Управляющий директор по работе с крупным частным капиталом «Aльфа Private» КАТЕРИНА МИЛЕЕВА и управляющий директор по развитию продуктового предложения АНТОН РАХМАНОВ в эксклюзивном интервью «Континенту Сибири» рассказали о том, какими качествами должен обладать сотрудник, какие инвестактивы сейчас наиболее востребованы и как новые законы изменят банковскую систему нашей страны и роль Private Banking в частности.

— Катерина, в одном из своих интервью вы сказали, что перед вами стоит задача укреплять позиции в индустрии частного банковского обслуживания. Кроме того, в качестве приоритетов работы вы отмечали важность опции «задавать новые стандарты работы с финансовыми потребностями владельцев крупных капиталов и их семей». Что удалось внести в Private Banking?

Катерина Милеева: — Главным достижением я считаю тот факт, что за последние полтора года объем нашего бизнеса увеличился в два раза. Наша задача не изменилась — делать то, что является действительно ценным. Мы очень много сделали для того, чтобы приблизиться к так называемому «золотому стандарту», однако нам предстоит еще много работы. Окружающая действительность меняется очень быстро, те предпосылки, из которых мы исходили полтора года назад, сегодня наполнились новыми красками и трендами.

Основная идея Private-модели заключается в реализации на практике того, что сейчас принято называть «индивидуальным портфельным подходом». Фраза уже довольно заезженная в индустрии банковских услуг в целом, и особенно в Private Banking. Сейчас много кто говорит о том, что они применяют этот метод, только клиенты чувствуют это далеко не везде. В целом Private Banking — это комплексное обслуживание, и оно не просто так называется обслуживанием. Мы должны всегда ясно и точно понимать, что нужно нашей аудитории, и максимально этот запрос удовлетворять.

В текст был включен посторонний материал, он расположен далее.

/*
    Copyright © 2023, ParallelChain Lab
    Licensed under the Apache License, Version 2.0: http://www.apache.org/licenses/LICENSE-2.0
*/

//! Definitions of the events a base emits, for event handling and logging.
//!
//! An event for a given action indicates that the action has been completed. Events are published
//! by the thread that drives the base (the caller of [`Base`](crate::base::Base) methods) and
//! handled on a separate event bus thread, so handlers never block updates.

use std::sync::mpsc::Sender;
use std::time::SystemTime;

use crate::types::data_types::{Head, LogKey};

pub enum Event {
    // Events that change the linearized state.
    Append(AppendEvent),
    Apply(ApplyEvent),
    Truncate(TruncateEvent),
    Index(IndexEvent),
    Sign(SignEvent),
    // Membership events.
    AddWriter(AddWriterEvent),
    RemoveWriter(RemoveWriterEvent),
    UpdateIndexers(UpdateIndexersEvent),
    // Fast-forward events.
    StartFastForward(StartFastForwardEvent),
    EndFastForward(EndFastForwardEvent),
    // Events that halt the base.
    Interrupt(InterruptEvent),
    Error(ErrorEvent),
}

impl Event {
    pub(crate) fn publish(event_publisher: &Option<Sender<Event>>, event: Event) {
        if let Some(event_publisher) = event_publisher {
            // The event bus only goes away when the base is dropped.
            let _ = event_publisher.send(event);
        }
    }
}

/// The local writer appended `count` nodes, the last of which is `head`.
pub struct AppendEvent {
    pub timestamp: SystemTime,
    pub head: Head,
    pub count: usize,
}

/// `apply` was called with a batch of `count` nodes.
pub struct ApplyEvent {
    pub timestamp: SystemTime,
    pub count: usize,
    pub indexed: bool,
}

/// The unconfirmed suffix was undone down to System length `length`.
pub struct TruncateEvent {
    pub timestamp: SystemTime,
    pub length: u64,
    pub popped: usize,
}

/// The indexed System length advanced to `length`.
pub struct IndexEvent {
    pub timestamp: SystemTime,
    pub length: u64,
}

/// The log `key` was committed up to `length` with a quorum signature.
pub struct SignEvent {
    pub timestamp: SystemTime,
    pub key: LogKey,
    pub length: u64,
}

pub struct AddWriterEvent {
    pub timestamp: SystemTime,
    pub writer: LogKey,
    pub indexer: bool,
}

pub struct RemoveWriterEvent {
    pub timestamp: SystemTime,
    pub writer: LogKey,
}

/// Views migrated to the logs of a new indexer set.
pub struct UpdateIndexersEvent {
    pub timestamp: SystemTime,
    pub indexers: Vec<LogKey>,
    pub system_key: LogKey,
}

pub struct StartFastForwardEvent {
    pub timestamp: SystemTime,
    pub key: LogKey,
    pub length: u64,
}

/// A fast-forward ended. `length` is the adopted System length, or `None` if the target could not
/// be verified.
pub struct EndFastForwardEvent {
    pub timestamp: SystemTime,
    pub key: LogKey,
    pub length: Option<u64>,
}

pub struct InterruptEvent {
    pub timestamp: SystemTime,
    pub reason: String,
}

/// The base hit a fatal error and closed itself.
pub struct ErrorEvent {
    pub timestamp: SystemTime,
    pub error: String,
}
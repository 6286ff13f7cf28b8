//! A toy [`BlockEncryption`] that XORs every byte with a keystream derived from a one-byte secret,
//! the block's log, and its index. Good enough to tell ciphertext apart from plaintext.

use causal_base::{
    encryption::{BlockEncryption, EncryptionError},
    types::data_types::{CryptoHash, LogKey},
};

pub(crate) struct XorEncryption {
    secret: u8,
}

impl XorEncryption {
    pub(crate) fn new(secret: u8) -> XorEncryption {
        XorEncryption { secret }
    }

    fn keystream(&self, key: &LogKey, index: u64) -> impl Iterator<Item = u8> {
        let key = key.bytes();
        let secret = self.secret;
        (0..).map(move |i: usize| secret ^ key[i % 32] ^ (index as u8).wrapping_add(i as u8) ^ 0x5a)
    }
}

impl BlockEncryption for XorEncryption {
    fn id(&self) -> CryptoHash {
        CryptoHash::new([self.secret; 32])
    }

    fn encrypt(&self, key: &LogKey, index: u64, block: &[u8]) -> Vec<u8> {
        block
            .iter()
            .zip(self.keystream(key, index))
            .map(|(byte, k)| byte ^ k)
            .collect()
    }

    fn decrypt(&self, key: &LogKey, index: u64, block: &[u8]) -> Result<Vec<u8>, EncryptionError> {
        Ok(self.encrypt(key, index, block))
    }
}
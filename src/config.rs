/*
    Copyright © 2023, ParallelChain Lab
    Licensed under the Apache License, Version 2.0: http://www.apache.org/licenses/LICENSE-2.0
*/

//! Parameters of a base, as chosen by the library user.
//!
//! The configuration can be defined using the builder pattern, for example:
//!
//! ```ignore
//! let configuration =
//!     Configuration::builder()
//!     .me(keypair)
//!     .bootstrap(Some(bootstrap_key))
//!     .optimistic(true)
//!     .log_events(true)
//!     .build()
//! ```

use std::time::Duration;

use ed25519_dalek::SigningKey;
use typed_builder::TypedBuilder;

use crate::types::data_types::LogKey;

/// Stores the user-defined parameters required to start a base, that is:
/// 1. The base's [keypair](ed25519_dalek::SigningKey), which signs the local writer's log and, if the
///    local writer is an indexer, its checkpoints.
/// 2. The key of the bootstrap writer's log, which identifies the base. `None` makes the local
///    writer the bootstrap writer.
/// 3. Whether nodes of writers that are not members may be applied optimistically.
/// 4. Whether the base may fast-forward to a System that a quorum of indexers moved to.
/// 5. The minimum number of blocks a fast-forward target must be ahead of the local System.
/// 6. How long a fast-forward waits for a block before giving up.
/// 7. The ack threshold, `t`: [`tick`](crate::base::Base::tick) acks after a random number of ticks
///    between `t` and `2t`.
/// 8. The "Log Events" flag, if set to "true" then events are logged.
///
/// ## Log Events
///
/// This crate logs using the [log](https://docs.rs/log/latest/log/) crate. To get these messages
/// printed onto a terminal or to a file, set up a [logging
/// implementation](https://docs.rs/log/latest/log/#available-logging-implementations).
#[derive(TypedBuilder)]
#[builder(builder_method(doc = "
    Create a builder for building a [Configuration]. On the builder call the following methods to construct a valid [Configuration].

    Required:
    - `.me(...)`
    - `.log_events(...)`

    Optional:
    - `.bootstrap(...)`
    - `.optimistic(...)`
    - `.fast_forward(...)`
    - `.fast_forward_minimum(...)`
    - `.fast_forward_timeout(...)`
    - `.ack_threshold(...)`
"))]
pub struct Configuration {
    #[builder(setter(doc = "Set the keypair of the local writer. Required."))]
    pub me: SigningKey,
    #[builder(
        default,
        setter(doc = "Set the key of the bootstrap writer's log. Defaults to the local writer.")
    )]
    pub bootstrap: Option<LogKey>,
    #[builder(
        default = false,
        setter(doc = "Allow optimistic appends by writers that are not members. Defaults to false.")
    )]
    pub optimistic: bool,
    #[builder(
        default = false,
        setter(doc = "Fast-forward to a System that a quorum of indexers moved to. Defaults to false.")
    )]
    pub fast_forward: bool,
    #[builder(
        default = 16,
        setter(doc = "Set how many blocks a fast-forward target must be ahead by. Defaults to 16.")
    )]
    pub fast_forward_minimum: u64,
    #[builder(
        default = Duration::from_millis(5000),
        setter(doc = "Set how long a fast-forward waits for a block. Defaults to 5 seconds.")
    )]
    pub fast_forward_timeout: Duration,
    #[builder(
        default = 10,
        setter(doc = "Set the number of ticks between automatic acks. Defaults to 10.")
    )]
    pub ack_threshold: u64,
    #[builder(setter(doc = "Enable logging? Required."))]
    pub log_events: bool,
}
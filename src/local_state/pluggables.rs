/*
    Copyright © 2023, ParallelChain Lab
    Licensed under the Apache License, Version 2.0: http://www.apache.org/licenses/LICENSE-2.0
*/

//! Traits for pluggable local state persistence.

use std::fmt::Display;

use borsh::BorshDeserialize;

use crate::{system::types::WriterInfo, types::data_types::LogKey};

use super::variables::{self, concat};

pub trait KVStore: KVGet + Clone + Send + 'static {
    type WriteBatch: WriteBatch;

    fn write(&mut self, wb: Self::WriteBatch);
    fn clear(&mut self);
}

pub trait KVGet {
    fn get(&self, key: &[u8]) -> Option<Vec<u8>>;

    /* ↓↓↓ System cursor ↓↓↓ */

    fn system_key(&self) -> Result<Option<LogKey>, KVGetError> {
        if let Some(bytes) = self.get(&variables::SYSTEM_KEY) {
            Ok(Some(LogKey::deserialize(&mut bytes.as_slice()).map_err(
                |err| KVGetError::DeserializeValueError {
                    key: Key::SystemKey,
                    source: err,
                },
            )?))
        } else {
            Ok(None)
        }
    }

    fn system_length(&self) -> Result<u64, KVGetError> {
        if let Some(bytes) = self.get(&variables::SYSTEM_LENGTH) {
            u64::deserialize(&mut bytes.as_slice()).map_err(|err| {
                KVGetError::DeserializeValueError {
                    key: Key::SystemLength,
                    source: err,
                }
            })
        } else {
            Ok(0)
        }
    }

    /* ↓↓↓ Writers ↓↓↓ */

    fn writer(&self, writer: &LogKey) -> Result<Option<WriterInfo>, KVGetError> {
        if let Some(bytes) = self.get(&concat(&variables::WRITERS, &writer.bytes())) {
            Ok(Some(WriterInfo::deserialize(&mut bytes.as_slice()).map_err(
                |err| KVGetError::DeserializeValueError {
                    key: Key::Writer { writer: *writer },
                    source: err,
                },
            )?))
        } else {
            Ok(None)
        }
    }
}

#[derive(Debug)]
pub enum KVGetError {
    DeserializeValueError { key: Key, source: std::io::Error },
}

#[derive(Debug)]
pub enum KVSetError {
    SerializeValueError { key: Key, source: std::io::Error },
}

#[derive(Debug, Clone, Copy, PartialEq, Eq)]
pub enum Key {
    SystemKey,
    SystemLength,
    Writer { writer: LogKey },
}

impl Display for Key {
    fn fmt(&self, f: &mut std::fmt::Formatter<'_>) -> std::fmt::Result {
        match &self {
            &Key::SystemKey => write!(f, "System Key"),
            &Key::SystemLength => write!(f, "System Length"),
            &Key::Writer { writer } => write!(f, "Writer entry for writer {}", writer),
        }
    }
}

pub trait WriteBatch {
    fn new() -> Self;
    fn set(&mut self, key: &[u8], value: &[u8]);
    fn delete(&mut self, key: &[u8]);
}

Универсальной модели работы Private Banking нет и быть не может, она находится в постоянной динамике, и тот, кто не успевает меняться вместе с ней, обречен на отставание. Вот пример того, что изменили в своей работе мы. Раньше с каждым клиентом работал один человек, который олицетворял в себе и советника, и операциониста, и специалиста поддержки. Как оказалось на практике, это было удобно не всем. Решено было разделить работу частного банкира на два основных направления. С ежедневными потребностями должен работать ассистент, который всегда на связи и у которого за спиной колл-центр и бэк-офис с полным набором экспертов. За другую часть сервиса отвечает финансовый советник, продуктовый и сервисный специалист, а также внутренние эксперты банка и партнеров, которых финсоветник привлекает к конкретной задаче. Допустим, клиент интересуется управлением инвестициями на российском и международном рынках, обращается за этим к советнику — и уже он привлекает портфельного консультанта к решению задачи. Еще одно подразделение — команда портфельных консультантов, занимающая роль Chief Investment Office (подразделения по управлению инвестициями) — они поддерживают тех, кто ведет непосредственные переговоры с инвесторами.

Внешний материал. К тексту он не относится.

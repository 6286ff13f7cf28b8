/*
    Copyright © 2023, ParallelChain Lab
    Licensed under the Apache License, Version 2.0: http://www.apache.org/licenses/LICENSE-2.0
*/

//! Deriving the manifests (and therefore the keys) of views for an indexer set.
//!
//! Every view, and the System itself, is a log whose signers are the indexers of the epoch that
//! created it. Each indexer signs a view under a namespace specific to the base, the view, and the
//! indexer, so a signature over one view can never be replayed as a signature over another.
//!
//! Before any indexer exists, views are keyed by a static prologue derived from the bootstrap key
//! and the view name, so every peer of a base agrees on the genesis keys.

use crate::{
    append_log::{AppendLog, LogStore},
    types::{
        crypto_primitives::hash_parts,
        data_types::{CryptoHash, LogKey},
        indexer_set::{quorum, IndexerSet},
        manifest::{Manifest, ManifestSigner, Prologue, MANIFEST_VERSION},
    },
};

/// Name under which the System is derived like a view.
pub const SYSTEM_VIEW_NAME: &str = "_system";

const SIGNER_NAMESPACE: &[u8] = b"causal_base/signer";

#[derive(Clone)]
pub(crate) struct ViewStore<S: LogStore> {
    store: S,
    bootstrap: LogKey,
    encryption: Option<CryptoHash>,
}

impl<S: LogStore> ViewStore<S> {
    pub(crate) fn new(store: S, bootstrap: LogKey, encryption: Option<CryptoHash>) -> Self {
        Self {
            store,
            bootstrap,
            encryption,
        }
    }

    /// The namespace the indexer whose writer namespace is `indexer_namespace` signs view `name`
    /// under.
    pub(crate) fn namespace(&self, name: &str, indexer_namespace: &CryptoHash) -> CryptoHash {
        let encryption = self.encryption.map(|id| id.bytes()).unwrap_or([0; 32]);
        hash_parts(&[
            SIGNER_NAMESPACE,
            &MANIFEST_VERSION.to_le_bytes(),
            &self.bootstrap.bytes(),
            &encryption,
            name.as_bytes(),
            &indexer_namespace.bytes(),
        ])
    }

    /// The manifests of the writer logs of `indexers`, in indexer order.
    fn indexer_manifests(&mut self, indexers: &IndexerSet) -> Result<Vec<Manifest>, ViewStoreError> {
        let mut manifests = Vec::with_capacity(indexers.len());
        for indexer in indexers.iter() {
            let manifest = self
                .store
                .open(indexer)
                .manifest()
                .ok_or(ViewStoreError::MissingManifest { writer: *indexer })?;
            if manifest.signers.is_empty() {
                return Err(ViewStoreError::MissingManifest { writer: *indexer });
            }
            manifests.push(manifest);
        }
        Ok(manifests)
    }

    /// The manifest of view `name` for the epoch of `indexers`, extending `prologue`.
    pub(crate) fn view_manifest(
        &mut self,
        indexers: &IndexerSet,
        name: &str,
        prologue: Option<Prologue>,
    ) -> Result<Manifest, ViewStoreError> {
        if indexers.is_empty() {
            return Ok(self.genesis_manifest(name));
        }

        let signers = self
            .indexer_manifests(indexers)?
            .into_iter()
            .map(|manifest| {
                let writer = &manifest.signers[0];
                ManifestSigner {
                    public_key: writer.public_key,
                    namespace: self.namespace(name, &writer.namespace),
                }
            })
            .collect::<Vec<_>>();

        Ok(Manifest {
            version: MANIFEST_VERSION,
            quorum: quorum(signers.len()) as u32,
            signers,
            prologue,
            linked: Vec::new(),
        })
    }

    /// The manifest of view `name` before the base has any indexers.
    pub(crate) fn genesis_manifest(&self, name: &str) -> Manifest {
        Manifest {
            version: MANIFEST_VERSION,
            quorum: 0,
            signers: Vec::new(),
            prologue: Some(Prologue {
                hash: hash_parts(&[&self.bootstrap.bytes(), name.as_bytes()]),
                length: 0,
            }),
            linked: Vec::new(),
        }
    }

    /// Open (creating if needed) the log described by `manifest`.
    pub(crate) fn create(&mut self, manifest: &Manifest) -> S::Log {
        self.store.create(manifest)
    }

    /// Open the log with `key`, e.g., a view whose key the System recorded.
    pub(crate) fn open(&mut self, key: &LogKey) -> S::Log {
        self.store.open(key)
    }

    /// Open view `name` from the key the System recorded for it, or its genesis log if the System
    /// has no record of it.
    pub(crate) fn open_view(&mut self, key: Option<&LogKey>, name: &str) -> S::Log {
        match key {
            Some(key) => self.store.open(key),
            None => {
                let manifest = self.genesis_manifest(name);
                self.store.create(&manifest)
            }
        }
    }
}

#[derive(Debug, Clone, PartialEq, Eq)]
pub enum ViewStoreError {
    /// The manifest of an indexer's log has not been replicated yet.
    MissingManifest { writer: LogKey },
}
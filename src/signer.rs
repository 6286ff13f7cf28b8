/*
    Copyright © 2023, ParallelChain Lab
    Licensed under the Apache License, Version 2.0: http://www.apache.org/licenses/LICENSE-2.0
*/

//! Assembling quorum signatures for one signed log (the System, or a view) from the checkpoints
//! indexers embed in their logs.
//!
//! Indexers do not all checkpoint at the same lengths, and a checkpoint at length `l` can only be
//! verified once the log holds `l` blocks. The signer therefore keeps every indexer's checkpoints,
//! and for a target length looks for the *best* checkpoint of each indexer: the longest one that
//! verifies locally, falling back to shorter ones when a longer one does not.

use std::collections::HashMap;

use crate::{
    append_log::AppendLog,
    types::{
        data_types::LogKey,
        indexer_set::quorum,
        manifest::Manifest,
        messages::Checkpoint,
        multisig::{Multisig, PartialSignature},
    },
};

#[derive(Default)]
pub(crate) struct Signer {
    /// Checkpoints received from every indexer, in ascending length order.
    checkpoints: HashMap<LogKey, Vec<Checkpoint>>,
}

impl Signer {
    pub(crate) fn new() -> Signer {
        Signer::default()
    }

    pub(crate) fn add_checkpoint(&mut self, indexer: &LogKey, checkpoint: Checkpoint) {
        let checkpoints = self.checkpoints.entry(*indexer).or_default();
        match checkpoints.binary_search_by(|cp| cp.length.cmp(&checkpoint.length)) {
            Ok(pos) => checkpoints[pos] = checkpoint,
            Err(pos) => checkpoints.insert(pos, checkpoint),
        }
    }

    /// Forget every checkpoint below `length`, which is already committed.
    pub(crate) fn gc(&mut self, length: u64) {
        for checkpoints in self.checkpoints.values_mut() {
            checkpoints.retain(|cp| cp.length >= length);
        }
    }

    /// The checkpoints of `indexer` with length `<= length`, longest first.
    fn candidates(&self, indexer: &LogKey, length: u64) -> impl Iterator<Item = Checkpoint> + '_ {
        let checkpoints = self
            .checkpoints
            .get(indexer)
            .map(Vec::as_slice)
            .unwrap_or_default();
        let pos = checkpoints.partition_point(|cp| cp.length <= length);
        checkpoints[..pos].iter().rev().copied()
    }

    /// Pair the signers of `manifest` (in manifest order) with the indexers they belong to.
    ///
    /// `indexers` must be in the same order as the manifest's signers, which holds for every log
    /// created for an indexer set.
    fn verified<L: AppendLog>(
        &self,
        indexers: &[LogKey],
        manifest: &Manifest,
        log: &L,
        length: u64,
    ) -> Vec<PartialSignature> {
        let key = log.key();
        let tree_hash = |length: u64| {
            if length > log.length() {
                None
            } else {
                log.tree_hash(length)
            }
        };
        indexers
            .iter()
            .enumerate()
            .take(manifest.signers.len())
            .filter_map(|(position, indexer)| {
                self.candidates(indexer, length)
                    .map(|checkpoint| PartialSignature {
                        signer: position as u32,
                        length: checkpoint.length,
                        signature: checkpoint.signature,
                    })
                    .find(|partial| partial.verify(manifest, &key, &tree_hash))
            })
            .collect()
    }

    /// The longest length beyond the log's signed length that a quorum of indexers has
    /// checkpointed, considering only checkpoints at lengths `<= length`. `0` if there is none.
    pub(crate) fn get_signable_length<L: AppendLog>(
        &self,
        indexers: &[LogKey],
        manifest: &Manifest,
        log: &L,
        length: u64,
    ) -> u64 {
        let threshold = manifest.quorum as usize;
        if threshold == 0 {
            return 0;
        }
        let mut lengths: Vec<u64> = self
            .verified(indexers, manifest, log, length)
            .iter()
            .map(|partial| partial.length)
            .filter(|length| *length > log.signed_length())
            .collect();
        if lengths.len() < threshold {
            return 0;
        }
        lengths.sort_unstable_by(|a, b| b.cmp(a));
        lengths[threshold - 1]
    }

    /// Partial signatures from a quorum of indexers covering `target`, using checkpoints at lengths
    /// `<= length`.
    pub(crate) fn get_signatures<L: AppendLog>(
        &self,
        indexers: &[LogKey],
        manifest: &Manifest,
        log: &L,
        target: u64,
        length: u64,
    ) -> Option<Vec<PartialSignature>> {
        let threshold = quorum(manifest.signers.len()).min(manifest.quorum as usize);
        let partials: Vec<PartialSignature> = self
            .verified(indexers, manifest, log, length)
            .into_iter()
            .filter(|partial| partial.length >= target)
            .take(threshold)
            .collect();
        if threshold == 0 || partials.len() < threshold {
            None
        } else {
            Some(partials)
        }
    }

    /// Assemble a multisig committing the log at the best signable length. `None` if no length
    /// beyond the log's signed length can be signed yet.
    pub(crate) fn sign<L: AppendLog>(
        &self,
        indexers: &[LogKey],
        manifest: &Manifest,
        log: &L,
        length: u64,
    ) -> Option<Multisig> {
        let target = self.get_signable_length(indexers, manifest, log, length);
        if target == 0 {
            return None;
        }
        let partials = self.get_signatures(indexers, manifest, log, target, length)?;
        Some(Multisig::assemble(target, partials))
    }
}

Еще одним достижением можно назвать реализацию идеи управления счетами бенефициара через доверенных лиц — ими могут стать супруги, помощники, словом, все, кого клиент сочтет нужным. Технологии позволяют управлять счетами в предустановленных лимитах с подтверждением через мобильный банк.

В целом за эти полтора года Private Banking заложил очень крепкий фундамент развития модели, и многие нововведения уже получили живой отклик. Причем в Новосибирске результат, как показывает статистика, получился даже выше, чем в среднем по России, включая даже Москву. И это не может не радовать — это значит, что сейчас наша отрасль движется в правильном направлении.

Психолог пополам с космонавтом — каким должен быть сотрудник Private Banking

— Какие критерии выбора инвестиционного продукта можно в текущих экономических условиях назвать основополагающими? Надежность, прибыльность, новизна, какие-то дополнительны предложения?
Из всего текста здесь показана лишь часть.